Die schnellsten Arzttermine gibt‘s in Deutschland

Zur Erinnerung: In einer umstrittenen WHO-Studie aus dem Jahr 2000 war das deutsche Gesundheitswesen erschreckend schlecht bewertet worden. Spätere Studien des Kieler Instituts für Gesundheits- und Sozialforschung (IGSF) und erst vor kurzem auch des Instituts für Qualität und Wirtschaftlichkeit (IQWiG) kamen zu weitaus positiveren Bewertungen. …

 

Mehr

 

Kommentar:

Versuche, in Einrichtungen des deutschen Gesundheitswesens ein gescheites Qualitätsmanagement zu installieren, sind unendlich schwer.
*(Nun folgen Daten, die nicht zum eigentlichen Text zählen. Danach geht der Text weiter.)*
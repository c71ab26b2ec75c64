//! Static class data used when hydrating a build into a combatant.

use crate::models::Feature;
use serde::{Deserialize, Serialize};
use std::fmt;

/// The classes the duel engine supports.
#[derive(Debug, Clone, Copy, PartialEq, Eq, Serialize, Deserialize)]
#[serde(rename_all = "snake_case")]
pub enum ClassKind {
    Barbarian,
    Fighter,
    Monk,
    Rogue,
}

impl fmt::Display for ClassKind {
    fn fmt(&self, f: &mut fmt::Formatter<'_>) -> fmt::Result {
        match self {
            ClassKind::Barbarian => write!(f, "barbarian"),
            ClassKind::Fighter => write!(f, "fighter"),
            ClassKind::Monk => write!(f, "monk"),
            ClassKind::Rogue => write!(f, "rogue"),
        }
    }
}

/// How AC is computed when the build wears no armor.
#[derive(Debug, Clone, Copy, PartialEq, Eq)]
pub enum UnarmoredDefense {
    /// 10 + DEX.
    None,
    /// 10 + DEX + CON.
    Barbarian,
    /// 10 + DEX + WIS.
    Monk,
}

/// Class-specific data for build hydration.
pub struct ClassData {
    /// Starting HP at level 1 (hit die maximum, before CON modifier).
    pub base_hp: i32,
    /// Average hit-die roll added per level after the first.
    pub avg_hp_per_level: i32,
    /// Features gained at each level, cumulative.
    pub features_by_level: &'static [(u8, &'static [Feature])],
    pub unarmored_defense: UnarmoredDefense,
}

impl ClassKind {
    pub fn data(&self) -> ClassData {
        match self {
            ClassKind::Barbarian => ClassData {
                base_hp: 12,
                avg_hp_per_level: 7,
                features_by_level: &[
                    (1, &[Feature::Rage]),
                    (2, &[Feature::RecklessAttack]),
                ],
                unarmored_defense: UnarmoredDefense::Barbarian,
            },
            ClassKind::Fighter => ClassData {
                base_hp: 10,
                avg_hp_per_level: 6,
                features_by_level: &[
                    (1, &[Feature::SecondWind]),
                    (2, &[Feature::ActionSurge]),
                ],
                unarmored_defense: UnarmoredDefense::None,
            },
            ClassKind::Monk => ClassData {
                base_hp: 8,
                avg_hp_per_level: 5,
                features_by_level: &[
                    (1, &[Feature::MartialArts]),
                    (2, &[Feature::FlurryOfBlows, Feature::PatientDefense]),
                ],
                unarmored_defense: UnarmoredDefense::Monk,
            },
            ClassKind::Rogue => ClassData {
                base_hp: 8,
                avg_hp_per_level: 5,
                features_by_level: &[
                    (1, &[Feature::SneakAttack]),
                    (2, &[Feature::CunningAction]),
                ],
                unarmored_defense: UnarmoredDefense::None,
            },
        }
    }

    /// All features unlocked at or below `level`.
    pub fn features_at_level(&self, level: u8) -> Vec<Feature> {
        self.data()
            .features_by_level
            .iter()
            .filter(|(lv, _)| *lv <= level)
            .flat_map(|(_, feats)| feats.iter().copied())
            .collect()
    }
}
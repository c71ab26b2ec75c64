//! Standard weapon database with 2024 mastery properties.
//!
//! Builds reference weapons by name; the loader resolves them here.

use crate::dice::DiceExpression;
use crate::models::{DamageType, Mastery, Weapon, WeaponCategory, WeaponProperty};

/// Get a standard weapon by name (case-insensitive).
pub fn get_weapon(name: &str) -> Option<Weapon> {
    WEAPONS
        .iter()
        .find(|w| w.name.eq_ignore_ascii_case(name))
        .cloned()
}

/// Names of all weapons in the database, in listing order.
pub fn weapon_names() -> Vec<&'static str> {
    WEAPONS.iter().map(|w| w.name.as_str()).collect()
}

struct WeaponDef {
    name: &'static str,
    damage: &'static str,
    damage_type: DamageType,
    category: WeaponCategory,
    properties: &'static [WeaponProperty],
    mastery: Mastery,
    versatile: Option<&'static str>,
    range: Option<(u32, u32)>,
    thrown: Option<(u32, u32)>,
}

impl WeaponDef {
    fn build(&self) -> Weapon {
        Weapon {
            name: self.name.to_string(),
            damage: DiceExpression::parse(self.damage).expect("valid catalog dice"),
            damage_type: self.damage_type,
            properties: self.properties.to_vec(),
            mastery: Some(self.mastery),
            bonus: 0,
            category: self.category,
            versatile_damage: self
                .versatile
                .map(|d| DiceExpression::parse(d).expect("valid catalog dice")),
            range_normal: self.range.map_or(5, |(normal, _)| normal),
            range_long: self.range.map(|(_, long)| long),
            thrown_range: self.thrown,
        }
    }
}

use DamageType::{Bludgeoning, Piercing, Slashing};
use WeaponCategory::{Martial, Simple};
use WeaponProperty::*;

#[rustfmt::skip]
static DEFS: &[WeaponDef] = &[
    // Simple melee
    WeaponDef { name: "Club", damage: "1d4", damage_type: Bludgeoning, category: Simple,
        properties: &[Light], mastery: Mastery::Slow, versatile: None, range: None, thrown: None },
    WeaponDef { name: "Dagger", damage: "1d4", damage_type: Piercing, category: Simple,
        properties: &[Finesse, Light, Thrown], mastery: Mastery::Nick, versatile: None, range: None, thrown: Some((20, 60)) },
    WeaponDef { name: "Greatclub", damage: "1d8", damage_type: Bludgeoning, category: Simple,
        properties: &[TwoHanded], mastery: Mastery::Push, versatile: None, range: None, thrown: None },
    WeaponDef { name: "Handaxe", damage: "1d6", damage_type: Slashing, category: Simple,
        properties: &[Light, Thrown], mastery: Mastery::Vex, versatile: None, range: None, thrown: Some((20, 60)) },
    WeaponDef { name: "Javelin", damage: "1d6", damage_type: Piercing, category: Simple,
        properties: &[Thrown], mastery: Mastery::Slow, versatile: None, range: None, thrown: Some((30, 120)) },
    WeaponDef { name: "Light Hammer", damage: "1d4", damage_type: Bludgeoning, category: Simple,
        properties: &[Light, Thrown], mastery: Mastery::Nick, versatile: None, range: None, thrown: Some((20, 60)) },
    WeaponDef { name: "Mace", damage: "1d6", damage_type: Bludgeoning, category: Simple,
        properties: &[], mastery: Mastery::Sap, versatile: None, range: None, thrown: None },
    WeaponDef { name: "Quarterstaff", damage: "1d6", damage_type: Bludgeoning, category: Simple,
        properties: &[Versatile], mastery: Mastery::Topple, versatile: Some("1d8"), range: None, thrown: None },
    WeaponDef { name: "Sickle", damage: "1d4", damage_type: Slashing, category: Simple,
        properties: &[Light], mastery: Mastery::Nick, versatile: None, range: None, thrown: None },
    WeaponDef { name: "Spear", damage: "1d6", damage_type: Piercing, category: Simple,
        properties: &[Thrown, Versatile], mastery: Mastery::Sap, versatile: Some("1d8"), range: None, thrown: Some((20, 60)) },

    // Simple ranged
    WeaponDef { name: "Dart", damage: "1d4", damage_type: Piercing, category: Simple,
        properties: &[Finesse, Thrown], mastery: Mastery::Vex, versatile: None, range: None, thrown: Some((20, 60)) },
    WeaponDef { name: "Light Crossbow", damage: "1d8", damage_type: Piercing, category: Simple,
        properties: &[Ammunition, Loading, TwoHanded], mastery: Mastery::Slow, versatile: None, range: Some((80, 320)), thrown: None },
    WeaponDef { name: "Shortbow", damage: "1d6", damage_type: Piercing, category: Simple,
        properties: &[Ammunition, TwoHanded], mastery: Mastery::Vex, versatile: None, range: Some((80, 320)), thrown: None },
    WeaponDef { name: "Sling", damage: "1d4", damage_type: Bludgeoning, category: Simple,
        properties: &[Ammunition], mastery: Mastery::Slow, versatile: None, range: Some((30, 120)), thrown: None },

    // Martial melee
    WeaponDef { name: "Battleaxe", damage: "1d8", damage_type: Slashing, category: Martial,
        properties: &[Versatile], mastery: Mastery::Topple, versatile: Some("1d10"), range: None, thrown: None },
    WeaponDef { name: "Flail", damage: "1d8", damage_type: Bludgeoning, category: Martial,
        properties: &[], mastery: Mastery::Sap, versatile: None, range: None, thrown: None },
    WeaponDef { name: "Glaive", damage: "1d10", damage_type: Slashing, category: Martial,
        properties: &[Heavy, Reach, TwoHanded], mastery: Mastery::Graze, versatile: None, range: None, thrown: None },
    WeaponDef { name: "Greataxe", damage: "1d12", damage_type: Slashing, category: Martial,
        properties: &[Heavy, TwoHanded], mastery: Mastery::Cleave, versatile: None, range: None, thrown: None },
    WeaponDef { name: "Greatsword", damage: "2d6", damage_type: Slashing, category: Martial,
        properties: &[Heavy, TwoHanded], mastery: Mastery::Graze, versatile: None, range: None, thrown: None },
    WeaponDef { name: "Halberd", damage: "1d10", damage_type: Slashing, category: Martial,
        properties: &[Heavy, Reach, TwoHanded], mastery: Mastery::Cleave, versatile: None, range: None, thrown: None },
    WeaponDef { name: "Longsword", damage: "1d8", damage_type: Slashing, category: Martial,
        properties: &[Versatile], mastery: Mastery::Sap, versatile: Some("1d10"), range: None, thrown: None },
    WeaponDef { name: "Maul", damage: "2d6", damage_type: Bludgeoning, category: Martial,
        properties: &[Heavy, TwoHanded], mastery: Mastery::Topple, versatile: None, range: None, thrown: None },
    WeaponDef { name: "Morningstar", damage: "1d8", damage_type: Piercing, category: Martial,
        properties: &[], mastery: Mastery::Sap, versatile: None, range: None, thrown: None },
    WeaponDef { name: "Pike", damage: "1d10", damage_type: Piercing, category: Martial,
        properties: &[Heavy, Reach, TwoHanded], mastery: Mastery::Push, versatile: None, range: None, thrown: None },
    WeaponDef { name: "Rapier", damage: "1d8", damage_type: Piercing, category: Martial,
        properties: &[Finesse], mastery: Mastery::Vex, versatile: None, range: None, thrown: None },
    WeaponDef { name: "Scimitar", damage: "1d6", damage_type: Slashing, category: Martial,
        properties: &[Finesse, Light], mastery: Mastery::Nick, versatile: None, range: None, thrown: None },
    WeaponDef { name: "Shortsword", damage: "1d6", damage_type: Piercing, category: Martial,
        properties: &[Finesse, Light], mastery: Mastery::Vex, versatile: None, range: None, thrown: None },
    WeaponDef { name: "Warhammer", damage: "1d8", damage_type: Bludgeoning, category: Martial,
        properties: &[Versatile], mastery: Mastery::Push, versatile: Some("1d10"), range: None, thrown: None },
    WeaponDef { name: "Whip", damage: "1d4", damage_type: Slashing, category: Martial,
        properties: &[Finesse, Reach], mastery: Mastery::Slow, versatile: None, range: None, thrown: None },

    // Martial ranged
    WeaponDef { name: "Hand Crossbow", damage: "1d6", damage_type: Piercing, category: Martial,
        properties: &[Ammunition, Light, Loading], mastery: Mastery::Vex, versatile: None, range: Some((30, 120)), thrown: None },
    WeaponDef { name: "Longbow", damage: "1d8", damage_type: Piercing, category: Martial,
        properties: &[Ammunition, Heavy, TwoHanded], mastery: Mastery::Slow, versatile: None, range: Some((150, 600)), thrown: None },
];

lazy_static::lazy_static! {
    /// Standard weapons, built once from the static definitions.
    pub static ref WEAPONS: Vec<Weapon> = DEFS.iter().map(WeaponDef::build).collect();
}

#[cfg(test)]
mod tests {
    use super::*;

    #[test]
    fn lookup_is_case_insensitive() {
        assert!(get_weapon("greatsword").is_some());
        assert!(get_weapon("GREATSWORD").is_some());
        assert!(get_weapon("vorpal blade").is_none());
    }

    #[test]
    fn greatsword_shape() {
        let w = get_weapon("Greatsword").unwrap();
        assert_eq!(w.damage.average(), 7.0);
        assert_eq!(w.damage_type, DamageType::Slashing);
        assert!(w.is_heavy() && w.is_two_handed());
        assert_eq!(w.mastery, Some(Mastery::Graze));
        assert!(w.is_melee());
        assert_eq!(w.effective_range(), 5);
    }

    #[test]
    fn longbow_is_ranged() {
        let w = get_weapon("Longbow").unwrap();
        assert!(w.is_ranged());
        assert_eq!(w.effective_range(), 150);
    }

    #[test]
    fn thrown_weapons_use_thrown_range() {
        let w = get_weapon("Javelin").unwrap();
        assert!(w.is_thrown() && w.is_melee());
        assert_eq!(w.effective_range(), 30);
    }

    #[test]
    fn reach_extends_melee_range() {
        let w = get_weapon("Glaive").unwrap();
        assert_eq!(w.effective_range(), 10);
    }

    #[test]
    fn all_definitions_parse() {
        assert_eq!(WEAPONS.len(), DEFS.len());
    }
}
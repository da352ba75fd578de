//! CLI error types.

use folio_metrics::MetricsError;
use thiserror::Error;

/// CLI error type.
#[derive(Debug, Error)]
pub enum CliError {
    /// Neither a portfolio file nor the sample was requested.
    #[error("Missing required argument: {0}")]
    MissingArgument(String),

    /// Input file extension not recognised.
    #[error("Unsupported input format '{0}'. Use a .json or .csv file.")]
    UnsupportedFormat(String),

    /// Portfolio or config file could not be parsed.
    #[error("Failed to parse {path}: {reason}")]
    Parse {
        /// File being parsed.
        path: String,
        /// Parser message.
        reason: String,
    },

    /// Input or configuration rejected by validation.
    #[error(transparent)]
    Validation(#[from] MetricsError),

    /// Metrics could not be produced.
    #[error("Calculation error: {0}")]
    Calculation(String),

    /// IO error.
    #[error("IO error: {0}")]
    Io(#[from] std::io::Error),

    /// Serialization error.
    #[error("Serialization error: {0}")]
    Serialization(String),
}

impl CliError {
    /// Create a parse error for a file.
    pub fn parse(path: impl Into<String>, reason: impl ToString) -> Self {
        Self::Parse {
            path: path.into(),
            reason: reason.to_string(),
        }
    }
}

/// CLI result type.
pub type CliResult<T> = Result<T, CliError>;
Schon das Wort Qualitätsverbesserung verursacht immer noch wütende Abwehrreaktionen. Wenn überhaupt etwas nötig sein sollte, ist dies – siehe den § 137 SGB V – höchstens die Sicherung der (selbstredend vorhandenen) Qualität.

 

Der einzige Grund, warum diese hohe Qualität – so wird behauptet – gefährdet sein könnte, ist die unverständlich zögerliche Haltung der Politik, unverzüglich noch mehr Geld ins System zu pumpen. Unsere geschätzte Kanzlerin hat das längst verinnerlicht: „Natürlich muß mehr Geld her!“

 

Da der Zustrom von Geld auf die Dauer seine natürlichen Grenzen hat, wird mehr und mehr über eine angeblich unausweichliche Rationierung herumschwadroniert. Dann braucht man wenigstens nicht zu verändern. Und viele verdienen sich dabei weiter eine goldene Nase.

 

Im hiesigen Gesundheitswesen ist – anders als (siehe PISA) z.B. bei der Erziehung – es seit jeher ein beliebtes Spiel, auch seriöse Hinweise auf Defizite oder nur Verbesserungsmöglichkeiten wie die WHO oder der OECD als unwissenschaftlich und von zweifelhafter Qualität abzutun.

 

Bei einem solch leuchtenden, öffentlich zur Schau getragenen Selbstbild ist man selbstverständlich umso glücklicher, auch auf positive Wertungen zu stoßen wie die des IGSF („Deutschlands Gesundheitswesen ist effizient und preiswert“) oder des IQWiG.

 

Wer sich daran macht, die Ergebnisse zu vergleichen, hat keine Mühe herauszufinden, was die einen von den anderen Aussagen unterscheidet. Mit (z.B.) kürzeren Wartezeiten lassen sich höhere Mortalitätsraten schlecht wegdiskutieren! Doch darum soll es hier gar nicht gehen.

 

Hier geht es um die Selbstgerechtigkeit, mit der wir in Deutschlands Gesundheitswesen die Chance zu verschlafen drohen, bestehende Schwierigkeiten zu überwinden und uns wieder in die Weltspitze vorzuarbeiten. Als Ganzes und als leistungserbringende Institutionen.

 

Wir haben eine Menge Sand im Getriebe. Wir können für mehr Qualitätstransparenz sorgen. Wir müssen uns mit unseren Behandlungsergebnissen (vermutlich) nicht verstecken. Wir können noch bessere Behandlungsergebnisse erzielen. Wir können für eine weitaus höhere Produktivität sorgen und in einem Aufwasch zugleich erheblich menschenfreundlichere Institutionen schaffen als heute: Für deren Patienten und ihre Angehörigen – und für die hier arbeitenden Mitarbeiter.

 

Wir müssen damit nur endlich anfangen!